父上の回答しだいで、俺の取るべき行動が変わるな……。



「うむ、それは可能だ。むしろ、跡取り以外の者が、側近となれば将来安泰であろう。しかし、公爵家のお前が側近となるには、公爵家よりは上の身分の……王族の側近になるしかないであろう」と、父上は難しい顔で言った。




 

はぁー、やはりか。王族とは、関わりたくないと思っていたのに。王族というと、どろどろしていて、自分勝手で、偉そうなイメージだから、嫌だな。しかも、それが上司になるって……。


この世界にはパワハラとか、そういう概念あるかな?








「わかりました、父上。ただ、仕える主はしっかりと見極めてから決めたいと考えます。」







「確かにそうだな。今のところ有力なのは、年齢から考えて、第三王子のジルベルト殿下の側近だな。他の二人の王子殿下も、それほど年が離れていないから、考えてみるといい。」



確かに第三王子は、同い年だから、いい関係を築きやすいかもな……。と、俺がそんなことを考えていると、母上たちが話に入ってきた。




「アースの能力なら、向こうから側近の打診があるかもしれないですね。」

「まぁ、確かに。マクウェルの言う通りかもしれませんね。」




王族からの打診って……。それって実質決定事項なのでは?






俺は、第三王子の人柄を聞いてみた。父上の話によると、第三王子は、人当たりがよくて、周りの意見に流されない感じの方のようだ。俺が想像していた王族とはかけ離れているようだな。





今日のパーティーでの様子も、参考にしてみることにしようか。




そうだ! 第一王子や第二王子について、同年代の兄上たちならば、他の王子たちのことを何か知っているのではないだろうか。

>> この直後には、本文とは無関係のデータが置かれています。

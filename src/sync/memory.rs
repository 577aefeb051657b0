//! In-Memory Remote Store
//!
//! Keeps tasks as JSON documents and records every call. Failures can be
//! injected per operation kind.

use std::collections::BTreeMap;

use async_trait::async_trait;
use parking_lot::Mutex;
use serde_json::Value;

use super::remote::RemoteStore;
use crate::entity::{DomainError, DomainResult};
use crate::models::{ConfirmedRecord, ItemId, NewEvent, NewTask, TaskPatch};

/// A call received by the in-memory store
#[derive(Debug, Clone, PartialEq)]
pub enum RemoteCall {
    Create(NewTask),
    Update(ItemId, TaskPatch),
    Delete(ItemId),
    CreateEvent(ItemId, NewEvent),
}

#[derive(Debug)]
struct MemoryState {
    next_id: u64,
    tasks: BTreeMap<ItemId, Value>,
    calls: Vec<RemoteCall>,
    fail_creates: usize,
    fail_updates: bool,
    fail_deletes: bool,
}

#[derive(Debug)]
pub struct InMemoryRemote {
    state: Mutex<MemoryState>,
}

impl Default for InMemoryRemote {
    fn default() -> Self {
        Self::with_next_id(1)
    }
}

impl InMemoryRemote {
    pub fn new() -> Self {
        Self::default()
    }

    /// Start assigning ids at `real-<next_id>`
    pub fn with_next_id(next_id: u64) -> Self {
        Self {
            state: Mutex::new(MemoryState {
                next_id,
                tasks: BTreeMap::new(),
                calls: Vec::new(),
                fail_creates: 0,
                fail_updates: false,
                fail_deletes: false,
            }),
        }
    }

    /// Seed a stored task, e.g. one loaded at startup
    pub fn insert(&self, id: impl Into<ItemId>, task: Value) {
        self.state.lock().tasks.insert(id.into(), task);
    }

    /// Fail the next `n` creates with a network error
    pub fn fail_next_creates(&self, n: usize) {
        self.state.lock().fail_creates = n;
    }

    pub fn fail_updates(&self, fail: bool) {
        self.state.lock().fail_updates = fail;
    }

    pub fn fail_deletes(&self, fail: bool) {
        self.state.lock().fail_deletes = fail;
    }

    pub fn calls(&self) -> Vec<RemoteCall> {
        self.state.lock().calls.clone()
    }

    pub fn update_calls(&self) -> Vec<(ItemId, TaskPatch)> {
        self.state
            .lock()
            .calls
            .iter()
            .filter_map(|call| match call {
                RemoteCall::Update(id, patch) => Some((id.clone(), patch.clone())),
                _ => None,
            })
            .collect()
    }

    pub fn task(&self, id: &ItemId) -> Option<Value> {
        self.state.lock().tasks.get(id).cloned()
    }

    pub fn task_count(&self) -> usize {
        self.state.lock().tasks.len()
    }
}

fn to_json<T: serde::Serialize>(value: &T) -> DomainResult<Value> {
    serde_json::to_value(value).map_err(|e| DomainError::Internal(e.to_string()))
}

#[async_trait]
impl RemoteStore for InMemoryRemote {
    async fn create(&self, task: &NewTask) -> DomainResult<ConfirmedRecord> {
        let mut state = self.state.lock();
        state.calls.push(RemoteCall::Create(task.clone()));

        if state.fail_creates > 0 {
            state.fail_creates -= 1;
            return Err(DomainError::Network("injected create failure".to_string()));
        }

        let id = ItemId::new(format!("real-{}", state.next_id));
        state.next_id += 1;

        let mut document = to_json(task)?;
        if let Value::Object(fields) = &mut document {
            fields.insert("id".to_string(), Value::String(id.to_string()));
            fields.insert("events".to_string(), Value::Array(Vec::new()));
        }
        state.tasks.insert(id.clone(), document);

        Ok(ConfirmedRecord {
            id,
            created_at: Some(chrono::Utc::now().timestamp_millis()),
        })
    }

    async fn update(&self, id: &ItemId, patch: &TaskPatch) -> DomainResult<()> {
        let mut state = self.state.lock();
        state.calls.push(RemoteCall::Update(id.clone(), patch.clone()));

        if state.fail_updates {
            return Err(DomainError::Network("injected update failure".to_string()));
        }

        let changes = to_json(patch)?;
        let document = state
            .tasks
            .get_mut(id)
            .ok_or_else(|| DomainError::NotFound(format!("task {}", id)))?;

        if let (Value::Object(fields), Value::Object(changes)) = (document, changes) {
            fields.extend(changes);
        }
        Ok(())
    }

    async fn delete(&self, id: &ItemId) -> DomainResult<()> {
        let mut state = self.state.lock();
        state.calls.push(RemoteCall::Delete(id.clone()));

        if state.fail_deletes {
            return Err(DomainError::Network("injected delete failure".to_string()));
        }

        state
            .tasks
            .remove(id)
            .map(|_| ())
            .ok_or_else(|| DomainError::NotFound(format!("task {}", id)))
    }

    async fn create_event(
        &self,
        task_id: &ItemId,
        event: &NewEvent,
    ) -> DomainResult<ConfirmedRecord> {
        let mut state = self.state.lock();
        state.calls.push(RemoteCall::CreateEvent(task_id.clone(), event.clone()));

        let id = ItemId::new(format!("event-{}", state.next_id));
        state.next_id += 1;

        let mut entry = to_json(event)?;
        if let Value::Object(fields) = &mut entry {
            fields.insert("id".to_string(), Value::String(id.to_string()));
        }

        let document = state
            .tasks
            .get_mut(task_id)
            .ok_or_else(|| DomainError::NotFound(format!("task {}", task_id)))?;
        if let Some(Value::Array(events)) = document.get_mut("events") {
            events.push(entry);
        }

        Ok(ConfirmedRecord {
            id,
            created_at: Some(event.created_at),
        })
    }
}
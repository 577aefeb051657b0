//! History Stack
//!
//! Bounded stack of deep snapshots taken immediately before each
//! undoable mutation. The oldest snapshot is evicted on overflow.

use std::collections::VecDeque;

#[derive(Debug, Clone)]
pub struct History<T> {
    /// Oldest at the front, most recent at the back
    snapshots: VecDeque<T>,
    capacity: usize,
}

impl<T: Clone> History<T> {
    /// A capacity of zero is treated as one
    pub fn new(capacity: usize) -> Self {
        let capacity = capacity.max(1);
        Self {
            snapshots: VecDeque::with_capacity(capacity),
            capacity,
        }
    }

    /// Record a deep copy of `state`
    pub fn push(&mut self, state: &T) {
        if self.snapshots.len() == self.capacity {
            self.snapshots.pop_front();
        }
        self.snapshots.push_back(state.clone());
    }

    /// Take the most recent snapshot
    pub fn undo(&mut self) -> Option<T> {
        self.snapshots.pop_back()
    }

    pub fn len(&self) -> usize {
        self.snapshots.len()
    }

    pub fn is_empty(&self) -> bool {
        self.snapshots.is_empty()
    }

    pub fn capacity(&self) -> usize {
        self.capacity
    }

    pub fn clear(&mut self) {
        self.snapshots.clear();
    }

    /// Rewrite every stored snapshot in place
    pub fn for_each_mut(&mut self, mut f: impl FnMut(&mut T)) {
        for snapshot in self.snapshots.iter_mut() {
            f(snapshot);
        }
    }
}
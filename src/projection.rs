//! Drag Projection Calculator
//!
//! Read-only: turns the current hover state into a prospective target
//! column and insertion index, for the insertion-line indicator.

use std::collections::HashSet;

use drag_gesture::{DropTarget, Hover, HoverRect};

use crate::models::{Item, ItemId, Status};
use crate::ordering;
use crate::selection::Selection;

/// Hover target on the board: a task, or empty space in a column
pub type BoardTarget = DropTarget<ItemId, Status>;

/// Hover target with the hovered element's box
pub type BoardHover = Hover<ItemId, Status>;

/// Where the moving tasks would land if released now
#[derive(Debug, Clone, PartialEq, Eq)]
pub struct DragProjection {
    /// Tasks moving together, in their current relative order
    pub moving_ids: Vec<ItemId>,
    pub target_column: Status,
    /// Index among the target column's tasks that are not moving
    pub insertion_index: usize,
}

/// Tasks that move when `dragged` is picked up: the whole selection if
/// it contains `dragged`, else just `dragged`.
pub fn moving_ids(items: &[Item], selection: &Selection, dragged: &ItemId) -> Vec<ItemId> {
    if selection.contains(dragged) {
        selection.sorted_by_order(items)
    } else {
        vec![dragged.clone()]
    }
}

/// Compute the projection for one pointer-move tick.
///
/// Returns `None` when the hovered task no longer exists.
pub fn project(
    items: &[Item],
    moving_ids: &[ItemId],
    target: &BoardTarget,
    pointer_y: f64,
    rect: Option<HoverRect>,
) -> Option<DragProjection> {
    let moving: HashSet<&ItemId> = moving_ids.iter().collect();

    let target_column = match target {
        DropTarget::Item(id) => items.iter().find(|item| &item.id == id)?.status,
        DropTarget::Column(column) => *column,
    };

    let column = ordering::items_in_column(items, target_column);
    let base_len = column.iter().filter(|item| !moving.contains(&item.id)).count();

    let insertion_index = match target {
        DropTarget::Item(hovered) if !moving.contains(hovered) => {
            let index = column
                .iter()
                .filter(|item| !moving.contains(&item.id))
                .position(|item| &item.id == hovered)
                .unwrap_or(base_len);
            let below = rect.map(|r| r.is_below_midpoint(pointer_y)).unwrap_or(false);
            if below {
                index + 1
            } else {
                index
            }
        }
        // Hovering one of the moving tasks: the slot the block occupies now
        DropTarget::Item(hovered) => column
            .iter()
            .take_while(|item| &item.id != hovered)
            .filter(|item| !moving.contains(&item.id))
            .count(),
        DropTarget::Column(_) => base_len,
    };

    Some(DragProjection {
        moving_ids: moving_ids.to_vec(),
        target_column,
        insertion_index,
    })
}
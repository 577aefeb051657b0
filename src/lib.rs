//! Taskboard
//!
//! Ordered task board engine for a kanban CRM:
//! - models / entity: tasks, patches and domain errors
//! - ordering, selection, projection, reconcile: pure board logic
//! - history: bounded undo snapshots
//! - sync: remote store contract and the optimistic mutation queue
//! - board: the single authority tying them together

pub mod config;
pub mod entity;
pub mod history;
pub mod models;
pub mod ordering;
pub mod projection;
pub mod reconcile;
pub mod selection;
pub mod sync;

mod board;

pub use board::{Board, PointerRelease};
pub use config::{BoardConfig, RemoteConfig};
pub use entity::{DomainError, DomainResult, Entity};
pub use models::{
    ConfirmedRecord, Item, ItemId, NewEvent, NewTask, Status, SyncState, TaskEvent, TaskPatch,
};
pub use projection::{BoardHover, BoardTarget, DragProjection};
pub use selection::Selection;
pub use sync::{InMemoryRemote, RemoteStore, RestRemote, SyncEvent};

pub use drag_gesture::{DropTarget, Hover, HoverRect};
//! Core Entity Trait and Errors
//!
//! Every record on the board has an identifier; every fallible
//! operation reports a `DomainError`.

use serde::{Deserialize, Serialize};

/// Core trait for board entities
pub trait Entity: Sized + Clone {
    /// The type of the entity's unique identifier
    type Id: Clone + Eq + std::hash::Hash;

    /// Returns the entity's identifier
    fn id(&self) -> &Self::Id;
}

/// Find an entity by id
pub fn find_by_id<'a, E: Entity>(entities: &'a [E], id: &E::Id) -> Option<&'a E> {
    entities.iter().find(|entity| entity.id() == id)
}

/// Index of an entity by id
pub fn position_by_id<E: Entity>(entities: &[E], id: &E::Id) -> Option<usize> {
    entities.iter().position(|entity| entity.id() == id)
}

/// Common result type for domain operations
pub type DomainResult<T> = Result<T, DomainError>;

/// Domain-level errors
#[derive(Debug, Clone, PartialEq, Eq, Serialize, Deserialize)]
pub enum DomainError {
    NotFound(String),
    InvalidInput(String),
    Conflict(String),
    /// Transport failure talking to the remote store
    Network(String),
    Internal(String),
}

impl std::fmt::Display for DomainError {
    fn fmt(&self, f: &mut std::fmt::Formatter<'_>) -> std::fmt::Result {
        match self {
            DomainError::NotFound(msg) => write!(f, "Not found: {}", msg),
            DomainError::InvalidInput(msg) => write!(f, "Invalid input: {}", msg),
            DomainError::Conflict(msg) => write!(f, "Conflict: {}", msg),
            DomainError::Network(msg) => write!(f, "Network error: {}", msg),
            DomainError::Internal(msg) => write!(f, "Internal error: {}", msg),
        }
    }
}

impl std::error::Error for DomainError {}

#[cfg(test)]
mod tests {
    use super::*;

    #[derive(Debug, Clone, PartialEq)]
    struct Note {
        id: u32,
        text: &'static str,
    }

    impl Entity for Note {
        type Id = u32;

        fn id(&self) -> &u32 {
            &self.id
        }
    }

    #[test]
    fn test_lookup_by_id() {
        let notes = vec![Note { id: 4, text: "a" }, Note { id: 9, text: "b" }];
        assert_eq!(find_by_id(&notes, &9).map(|note| note.text), Some("b"));
        assert_eq!(position_by_id(&notes, &4), Some(0));
        assert!(find_by_id(&notes, &1).is_none());
    }

    #[test]
    fn test_error_display() {
        assert_eq!(DomainError::NotFound("task 7".into()).to_string(), "Not found: task 7");
        assert_eq!(DomainError::Network("timeout".into()).to_string(), "Network error: timeout");
    }

    #[test]
    fn test_error_serializes_with_variant_tag() {
        let json = serde_json::to_string(&DomainError::Conflict("stale".into())).unwrap();
        assert_eq!(json, r#"{"Conflict":"stale"}"#);
    }
}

俺は兄上たちに、他の王子たちの人柄について尋ねてみた。




「ベルハット第一王子は非常にやさしい方で、聡明な方だよ」と、マクウェル兄上が教えてくれた。



なるほど。 ベルハット殿下はマクウェル兄上の一個うえで、十歳か。人柄もよさそうだ。

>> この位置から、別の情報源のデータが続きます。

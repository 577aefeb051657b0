//! Board against the in-memory store, logging through rolling-logger.

use std::sync::Arc;
use std::time::Duration;

use taskboard::{
    Board, BoardConfig, Hover, HoverRect, InMemoryRemote, ItemId, NewTask, RemoteStore, Status,
    SyncEvent, TaskPatch,
};

#[tokio::test(start_paused = true)]
async fn test_session_flow_is_logged() {
    let dir = tempfile::tempdir().unwrap();
    rolling_logger::init_logger(dir.path(), "taskboard").unwrap();

    let remote = Arc::new(InMemoryRemote::new());
    remote.fail_next_creates(1);
    let store: Arc<dyn RemoteStore> = remote.clone();
    let mut board = Board::new(BoardConfig::default(), store).unwrap();

    let first = board.create(NewTask::new("Follow up", Status::Todo)).unwrap();
    let second = board.create(NewTask::new("Send quote", Status::Todo)).unwrap();

    let mut failed = None;
    for _ in 0..2 {
        match board.next_sync_event().await {
            Some(SyncEvent::CreateFailed { temp_id, .. }) => failed = Some(temp_id),
            Some(SyncEvent::Confirmed { .. }) => {}
            other => panic!("unexpected {:?}", other),
        }
    }
    let failed = failed.unwrap();
    board.retry_create(&failed).unwrap();
    assert!(matches!(
        board.next_sync_event().await,
        Some(SyncEvent::Confirmed { .. })
    ));
    assert!(board.pending_creates().is_empty());
    assert!(board.get(&first).is_none());
    assert!(board.get(&second).is_none());

    // Move the top task below the other one
    let top = board.items_in_column(Status::Todo)[0].id.clone();
    let bottom = board.items_in_column(Status::Todo)[1].id.clone();
    board.start_drag(&top).unwrap();
    let hover = Hover::item(bottom.clone(), HoverRect::new(40.0, 40.0));
    board.update_drag_projection(Some(&hover), 75.0);
    board.end_drag();
    board.update(&top, TaskPatch::title("Follow up Friday")).unwrap();

    tokio::time::sleep(Duration::from_millis(600)).await;

    let stored = remote.task(&top).unwrap();
    assert_eq!(stored["order"], 1);
    assert_eq!(stored["title"], "Follow up Friday");
    assert_eq!(remote.task(&bottom).unwrap()["order"], 0);

    let lines = rolling_logger::recent_lines();
    assert!(lines.iter().any(|line| line.contains(&format!("create of {} failed", failed))));
    assert!(lines.iter().any(|line| line.contains("confirmed as")));
    assert!(rolling_logger::log_file_path().unwrap().exists());
    assert!(board.get(&ItemId::from("real-1")).is_some());
}
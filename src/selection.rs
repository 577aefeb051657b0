//! Selection Tracker
//!
//! Selected task ids plus the anchor used for shift-range selection.

use std::collections::HashSet;

use crate::models::{Item, ItemId};
use crate::ordering;

#[derive(Debug, Clone, Default, PartialEq)]
pub struct Selection {
    selected: HashSet<ItemId>,
    /// Last explicitly clicked task
    anchor: Option<ItemId>,
}

impl Selection {
    pub fn new() -> Self {
        Self::default()
    }

    pub fn contains(&self, id: &ItemId) -> bool {
        self.selected.contains(id)
    }

    pub fn is_empty(&self) -> bool {
        self.selected.is_empty()
    }

    pub fn len(&self) -> usize {
        self.selected.len()
    }

    pub fn anchor(&self) -> Option<&ItemId> {
        self.anchor.as_ref()
    }

    pub fn ids(&self) -> impl Iterator<Item = &ItemId> {
        self.selected.iter()
    }

    /// Add or remove `id`; the anchor always moves to `id`
    pub fn toggle(&mut self, id: &ItemId) {
        if !self.selected.remove(id) {
            self.selected.insert(id.clone());
        }
        self.anchor = Some(id.clone());
    }

    /// Shift-click. Unions the contiguous run between the anchor and `id`
    /// into the selection when both sit in the same column; otherwise
    /// behaves like `toggle`.
    pub fn range_select(&mut self, items: &[Item], id: &ItemId) {
        let Some((column, target_index)) = ordering::position_of(items, id) else {
            return;
        };

        let anchor_position = self
            .anchor
            .as_ref()
            .and_then(|anchor| ordering::position_of(items, anchor));

        let anchor_index = match anchor_position {
            Some((anchor_column, index)) if anchor_column == column => index,
            // No anchor, a stale anchor or a different column
            _ => {
                self.toggle(id);
                return;
            }
        };

        let (start, end) = if anchor_index <= target_index {
            (anchor_index, target_index)
        } else {
            (target_index, anchor_index)
        };

        for item in &ordering::items_in_column(items, column)[start..=end] {
            self.selected.insert(item.id.clone());
        }
    }

    /// Collapse the selection to a single task
    pub fn select_only(&mut self, id: &ItemId) {
        self.selected.clear();
        self.selected.insert(id.clone());
        self.anchor = Some(id.clone());
    }

    pub fn clear(&mut self) {
        self.selected.clear();
        self.anchor = None;
    }

    /// Drop ids that no longer exist. The anchor is kept so a later
    /// range-select can detect it as stale.
    pub fn retain_existing(&mut self, items: &[Item]) {
        let existing: HashSet<&ItemId> = items.iter().map(|item| &item.id).collect();
        self.selected.retain(|id| existing.contains(id));
    }

    /// Follow a temporary id being replaced by the store's id
    pub fn remap(&mut self, from: &ItemId, to: &ItemId) {
        if self.selected.remove(from) {
            self.selected.insert(to.clone());
        }
        if self.anchor.as_ref() == Some(from) {
            self.anchor = Some(to.clone());
        }
    }

    /// Selected ids that exist, sorted by column then order
    pub fn sorted_by_order(&self, items: &[Item]) -> Vec<ItemId> {
        let mut chosen: Vec<&Item> = items
            .iter()
            .filter(|item| self.selected.contains(&item.id))
            .collect();
        chosen.sort_by_key(|item| (item.status, item.order));
        chosen.into_iter().map(|item| item.id.clone()).collect()
    }
}

#[cfg(test)]
mod tests {
    use super::*;
    use crate::models::Status;
    use crate::ordering::tests::make_item;

    fn board() -> Vec<Item> {
        vec![
            make_item("a0", Status::Todo, 0),
            make_item("a1", Status::Todo, 1),
            make_item("a2", Status::Todo, 2),
            make_item("a3", Status::Todo, 3),
            make_item("b0", Status::Done, 0),
        ]
    }

    fn id(s: &str) -> ItemId {
        ItemId::from(s)
    }

    fn sorted(selection: &Selection, items: &[Item]) -> Vec<String> {
        selection
            .sorted_by_order(items)
            .into_iter()
            .map(|id| id.to_string())
            .collect()
    }

    #[test]
    fn test_toggle_adds_then_removes() {
        let mut selection = Selection::new();
        selection.toggle(&id("a1"));
        assert!(selection.contains(&id("a1")));
        assert_eq!(selection.anchor(), Some(&id("a1")));

        selection.toggle(&id("a1"));
        assert!(selection.is_empty());
        assert_eq!(selection.anchor(), Some(&id("a1")));
    }

    #[test]
    fn test_range_select_same_column_is_additive() {
        let items = board();
        let mut selection = Selection::new();
        selection.toggle(&id("b0"));
        selection.toggle(&id("a3"));
        selection.range_select(&items, &id("a1"));

        assert_eq!(sorted(&selection, &items), vec!["a1", "a2", "a3", "b0"]);
        assert_eq!(selection.anchor(), Some(&id("a3")));
    }

    #[test]
    fn test_range_select_across_columns_toggles() {
        let items = board();
        let mut selection = Selection::new();
        selection.toggle(&id("a0"));
        selection.range_select(&items, &id("b0"));

        assert_eq!(sorted(&selection, &items), vec!["a0", "b0"]);
        assert_eq!(selection.anchor(), Some(&id("b0")));
    }

    #[test]
    fn test_range_select_with_stale_anchor_toggles() {
        let mut items = board();
        let mut selection = Selection::new();
        selection.toggle(&id("a0"));

        items.retain(|item| item.id != id("a0"));
        selection.retain_existing(&items);
        selection.range_select(&items, &id("a2"));

        assert_eq!(sorted(&selection, &items), vec!["a2"]);
    }

    #[test]
    fn test_range_select_without_anchor_toggles() {
        let items = board();
        let mut selection = Selection::new();
        selection.range_select(&items, &id("a2"));
        assert_eq!(sorted(&selection, &items), vec!["a2"]);
    }

    #[test]
    fn test_remap_follows_new_id() {
        let mut selection = Selection::new();
        selection.toggle(&id("temp-1"));
        selection.remap(&id("temp-1"), &id("real-9"));
        assert!(selection.contains(&id("real-9")));
        assert!(!selection.contains(&id("temp-1")));
        assert_eq!(selection.anchor(), Some(&id("real-9")));
    }

    #[test]
    fn test_select_only_collapses() {
        let mut selection = Selection::new();
        selection.toggle(&id("a0"));
        selection.toggle(&id("a1"));
        selection.select_only(&id("a2"));
        assert_eq!(selection.len(), 1);
        assert!(selection.contains(&id("a2")));
    }
}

「サーカス第二王子は、まぁ……少しわがままなとこがあるが、素直なお方だ」と、マクウェル兄上に続いて、ケルサス兄上が教えてくれた。

 


 

サーカス殿下は、ケルサス兄上と同じ七歳だな。それよりも、ケルサス兄上少し言い淀んだよな? なんだ、訳アリか?


 



王子たちの人柄を聞いた後、俺は、マクウェル兄上とケルサス兄上に、お礼を伝えた。








「まぁ、こんな時間だわ。アース、記念パーティーの準備をいたしましょう。」





さて、記念パーティーか……。同年代の人と会うのは初めてだな。楽しみだ。









ーー









どうやら、記念パーティーは王宮で行われるらしい。父上は、俺の空間属性の件について、国へと報告するため、先に出発したようだ。そこで、会場へは母上と二人で行くこととなった。


 




それにしても、空間属性のことはどれくらい広まるのだろうか。王族はしょうがないとしても、教会から漏れたり、あとは、国のお偉いさんから漏れたりと……。まぁ、ウジウジしていてもしょうがないか。せっかくの異世界転生だ、楽しもう!




















ーー




















「ようこそ、サンドール公爵夫人、アース様。サンドール公爵様がお持ちです。」



俺と母上は、係員の案内に従って、王宮へと入る。




王宮って、実際に見ると圧巻だな。大きさや、豪華さ、人の多さ、どれをとっても現実味がないな。




すると、前方に父上の姿があった。




「やぁ。無事に着いたようだね。それでは控室に行こうか。」



と、父上は控室で待たずに、出迎えてくれたようだ。俺を王宮内で守るためかな?優しい父親だな。





さて、国への報告の結果はどうなったかな。


 


 

俺たちは控室が用意されている廊下に案内された。


おー、控室の数半端ないな。部屋の中も広いし、貴族の六歳の子供がどれだけいるかわからないが、保護者を含めた、それだけの人数をもてなせる王族、恐るべし。








俺たちが控室に入ると、父上が早速報告をしてくれた。


「さて、国へと報告を行った結果……。陛下を含め、全員が驚き、そして喜んでいたぞ。非常に、めでたいと。そんな中、教会で保護するか、国で保護するかという議論にもつれ込んだが、アースの自由にさせろと言って黙らせておいたぞ。」


 



「まぁ、流石ですわフーラル様。」

「ありがとうございます、父上!」


 



父上、まさか王族も黙らせたとか言わないよね。不敬罪だよ? しかし、これは非常にありがたい。ただ、このもっと褒めてほしそうな顔で、こちらをチラチラ見てくる男は、これでも公爵なのだ。それくらい強い発言権があるのであろう。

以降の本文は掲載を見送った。